EXERCISE INSTRUCTIONS: Beginning with the first line and ending with the one containing "pub trait WebhookTransport: Send", copy the lines of the listing below exactly; omit everything else.

BEGIN

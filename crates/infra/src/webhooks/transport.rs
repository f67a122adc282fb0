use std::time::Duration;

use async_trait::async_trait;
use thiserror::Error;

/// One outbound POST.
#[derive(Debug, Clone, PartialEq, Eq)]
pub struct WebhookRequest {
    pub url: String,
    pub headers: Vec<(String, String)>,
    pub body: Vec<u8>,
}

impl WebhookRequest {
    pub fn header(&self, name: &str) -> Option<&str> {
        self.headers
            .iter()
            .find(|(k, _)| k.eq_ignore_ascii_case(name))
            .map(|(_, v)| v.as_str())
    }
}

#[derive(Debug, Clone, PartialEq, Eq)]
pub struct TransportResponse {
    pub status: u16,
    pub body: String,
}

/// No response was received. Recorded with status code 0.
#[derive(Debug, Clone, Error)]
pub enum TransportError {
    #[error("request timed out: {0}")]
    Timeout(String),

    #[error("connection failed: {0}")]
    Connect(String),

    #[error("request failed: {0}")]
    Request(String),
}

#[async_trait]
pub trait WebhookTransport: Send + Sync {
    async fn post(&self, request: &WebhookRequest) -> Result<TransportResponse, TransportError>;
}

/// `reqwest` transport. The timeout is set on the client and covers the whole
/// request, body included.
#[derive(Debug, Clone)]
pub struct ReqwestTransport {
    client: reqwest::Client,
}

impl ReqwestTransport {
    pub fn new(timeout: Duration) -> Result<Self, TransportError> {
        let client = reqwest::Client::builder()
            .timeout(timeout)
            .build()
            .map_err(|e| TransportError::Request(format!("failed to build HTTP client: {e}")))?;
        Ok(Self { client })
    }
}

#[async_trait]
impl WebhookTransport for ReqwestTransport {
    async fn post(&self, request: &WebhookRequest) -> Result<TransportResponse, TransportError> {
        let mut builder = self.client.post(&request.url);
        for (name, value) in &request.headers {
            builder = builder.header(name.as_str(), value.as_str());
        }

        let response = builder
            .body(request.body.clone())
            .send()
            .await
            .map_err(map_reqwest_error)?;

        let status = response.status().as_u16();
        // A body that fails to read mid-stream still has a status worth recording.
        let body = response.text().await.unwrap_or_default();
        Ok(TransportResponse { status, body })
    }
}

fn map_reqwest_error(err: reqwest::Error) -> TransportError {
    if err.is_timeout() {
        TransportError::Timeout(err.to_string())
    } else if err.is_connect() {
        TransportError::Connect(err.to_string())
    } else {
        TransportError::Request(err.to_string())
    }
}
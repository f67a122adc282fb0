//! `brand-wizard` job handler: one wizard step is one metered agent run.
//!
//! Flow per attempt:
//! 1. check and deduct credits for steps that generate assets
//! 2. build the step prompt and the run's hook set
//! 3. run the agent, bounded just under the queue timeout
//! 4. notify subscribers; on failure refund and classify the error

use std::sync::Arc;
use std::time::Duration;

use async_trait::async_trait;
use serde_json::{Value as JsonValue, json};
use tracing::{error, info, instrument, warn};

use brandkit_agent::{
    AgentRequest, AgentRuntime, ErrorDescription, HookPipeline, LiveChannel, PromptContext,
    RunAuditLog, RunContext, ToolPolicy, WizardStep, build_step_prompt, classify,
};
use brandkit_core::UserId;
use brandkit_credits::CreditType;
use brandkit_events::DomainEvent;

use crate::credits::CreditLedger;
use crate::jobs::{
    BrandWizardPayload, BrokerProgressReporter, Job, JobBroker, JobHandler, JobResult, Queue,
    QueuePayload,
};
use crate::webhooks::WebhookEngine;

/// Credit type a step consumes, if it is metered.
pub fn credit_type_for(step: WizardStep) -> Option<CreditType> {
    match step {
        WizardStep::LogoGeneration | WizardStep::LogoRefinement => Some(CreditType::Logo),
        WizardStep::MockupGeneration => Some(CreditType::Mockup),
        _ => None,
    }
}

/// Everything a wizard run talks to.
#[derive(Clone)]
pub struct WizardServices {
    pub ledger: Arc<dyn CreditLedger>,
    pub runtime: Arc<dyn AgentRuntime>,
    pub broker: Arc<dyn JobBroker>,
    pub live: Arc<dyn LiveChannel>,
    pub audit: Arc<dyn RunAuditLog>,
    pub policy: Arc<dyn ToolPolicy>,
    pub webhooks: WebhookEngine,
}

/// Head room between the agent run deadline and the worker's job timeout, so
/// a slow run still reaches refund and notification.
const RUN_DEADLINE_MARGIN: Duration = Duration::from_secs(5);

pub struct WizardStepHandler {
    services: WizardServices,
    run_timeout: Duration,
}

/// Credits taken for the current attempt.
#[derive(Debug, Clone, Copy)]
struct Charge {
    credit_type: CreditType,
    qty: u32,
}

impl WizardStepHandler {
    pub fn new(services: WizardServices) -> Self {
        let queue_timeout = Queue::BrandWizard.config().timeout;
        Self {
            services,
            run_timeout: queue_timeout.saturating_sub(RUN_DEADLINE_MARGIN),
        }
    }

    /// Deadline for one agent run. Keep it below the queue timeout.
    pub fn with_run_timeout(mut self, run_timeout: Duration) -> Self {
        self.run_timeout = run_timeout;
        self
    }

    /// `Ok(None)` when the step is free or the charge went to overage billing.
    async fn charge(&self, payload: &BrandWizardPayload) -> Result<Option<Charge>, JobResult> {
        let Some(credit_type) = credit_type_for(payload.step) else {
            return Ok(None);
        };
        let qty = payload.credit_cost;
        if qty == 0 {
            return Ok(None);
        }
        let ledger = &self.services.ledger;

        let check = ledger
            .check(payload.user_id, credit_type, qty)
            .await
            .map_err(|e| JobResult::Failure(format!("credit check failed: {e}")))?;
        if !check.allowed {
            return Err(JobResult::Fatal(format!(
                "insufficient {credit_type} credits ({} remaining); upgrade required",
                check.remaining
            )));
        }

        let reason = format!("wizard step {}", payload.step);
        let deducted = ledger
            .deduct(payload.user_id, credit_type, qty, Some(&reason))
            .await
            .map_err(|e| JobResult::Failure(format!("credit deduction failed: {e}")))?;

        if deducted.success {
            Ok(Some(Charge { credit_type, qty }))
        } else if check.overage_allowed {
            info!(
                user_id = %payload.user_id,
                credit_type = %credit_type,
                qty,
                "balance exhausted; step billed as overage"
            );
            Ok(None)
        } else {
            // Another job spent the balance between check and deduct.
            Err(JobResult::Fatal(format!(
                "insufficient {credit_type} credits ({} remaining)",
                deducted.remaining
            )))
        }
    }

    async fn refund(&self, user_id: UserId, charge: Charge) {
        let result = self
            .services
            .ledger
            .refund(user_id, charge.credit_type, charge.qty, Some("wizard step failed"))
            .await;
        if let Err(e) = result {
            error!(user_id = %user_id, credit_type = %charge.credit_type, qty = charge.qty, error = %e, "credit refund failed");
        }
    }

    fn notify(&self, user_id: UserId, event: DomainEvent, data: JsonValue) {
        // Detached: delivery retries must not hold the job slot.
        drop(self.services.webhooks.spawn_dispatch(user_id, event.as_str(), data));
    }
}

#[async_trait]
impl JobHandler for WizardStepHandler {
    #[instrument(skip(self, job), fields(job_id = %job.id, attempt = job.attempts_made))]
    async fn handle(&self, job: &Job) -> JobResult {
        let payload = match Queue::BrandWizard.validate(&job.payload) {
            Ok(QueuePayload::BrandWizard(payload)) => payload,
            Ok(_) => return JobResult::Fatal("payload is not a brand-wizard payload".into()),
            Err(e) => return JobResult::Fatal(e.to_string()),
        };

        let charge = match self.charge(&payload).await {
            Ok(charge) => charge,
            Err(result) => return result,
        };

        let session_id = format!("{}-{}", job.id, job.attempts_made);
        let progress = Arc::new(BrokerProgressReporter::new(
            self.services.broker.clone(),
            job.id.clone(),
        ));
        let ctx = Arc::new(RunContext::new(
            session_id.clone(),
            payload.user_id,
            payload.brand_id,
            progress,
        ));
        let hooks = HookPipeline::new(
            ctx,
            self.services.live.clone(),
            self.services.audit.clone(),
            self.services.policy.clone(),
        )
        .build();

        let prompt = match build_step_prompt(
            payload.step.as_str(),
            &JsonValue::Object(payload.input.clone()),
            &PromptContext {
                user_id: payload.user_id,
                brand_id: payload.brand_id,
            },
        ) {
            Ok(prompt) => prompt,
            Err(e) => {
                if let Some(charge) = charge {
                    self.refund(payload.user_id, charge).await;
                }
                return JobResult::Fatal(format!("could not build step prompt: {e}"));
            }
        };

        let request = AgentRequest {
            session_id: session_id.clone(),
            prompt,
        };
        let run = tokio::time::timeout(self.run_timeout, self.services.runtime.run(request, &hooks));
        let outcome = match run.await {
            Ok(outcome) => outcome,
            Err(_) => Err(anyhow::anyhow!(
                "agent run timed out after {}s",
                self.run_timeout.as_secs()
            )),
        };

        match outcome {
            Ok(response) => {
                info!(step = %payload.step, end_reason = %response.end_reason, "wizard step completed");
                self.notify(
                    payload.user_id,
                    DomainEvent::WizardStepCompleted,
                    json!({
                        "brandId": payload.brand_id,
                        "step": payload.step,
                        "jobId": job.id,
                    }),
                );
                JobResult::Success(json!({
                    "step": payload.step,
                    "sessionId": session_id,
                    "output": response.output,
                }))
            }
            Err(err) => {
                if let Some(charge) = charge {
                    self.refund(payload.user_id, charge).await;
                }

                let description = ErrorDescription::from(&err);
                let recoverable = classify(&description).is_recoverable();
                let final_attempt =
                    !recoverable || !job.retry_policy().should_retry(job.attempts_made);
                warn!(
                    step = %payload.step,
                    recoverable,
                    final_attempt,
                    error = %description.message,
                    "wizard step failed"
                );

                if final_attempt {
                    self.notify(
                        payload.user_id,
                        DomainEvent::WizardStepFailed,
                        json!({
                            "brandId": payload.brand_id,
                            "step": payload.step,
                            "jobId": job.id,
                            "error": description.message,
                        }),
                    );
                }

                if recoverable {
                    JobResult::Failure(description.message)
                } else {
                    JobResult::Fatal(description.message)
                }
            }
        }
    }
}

END

SOLUTION FOR THIS PROBLEM:
filename crates/infra/src/webhooks/transport.rs
repository f67a122adc282fb0
use std::time::Duration;

use async_trait::async_trait;
use thiserror::Error;

/// One outbound POST.
#[derive(Debug, Clone, PartialEq, Eq)]
pub struct WebhookRequest {
    pub url: String,
    pub headers: Vec<(String, String)>,
    pub body: Vec<u8>,
}

impl WebhookRequest {
    pub fn header(&self, name: &str) -> Option<&str> {
        self.headers
            .iter()
            .find(|(k, _)| k.eq_ignore_ascii_case(name))
            .map(|(_, v)| v.as_str())
    }
}

#[derive(Debug, Clone, PartialEq, Eq)]
pub struct TransportResponse {
    pub status: u16,
    pub body: String,
}

/// No response was received. Recorded with status code 0.
#[derive(Debug, Clone, Error)]
pub enum TransportError {
    #[error("request timed out: {0}")]
    Timeout(String),

    #[error("connection failed: {0}")]
    Connect(String),

    #[error("request failed: {0}")]
    Request(String),
}

#[async_trait]
pub trait WebhookTransport: Send + Sync {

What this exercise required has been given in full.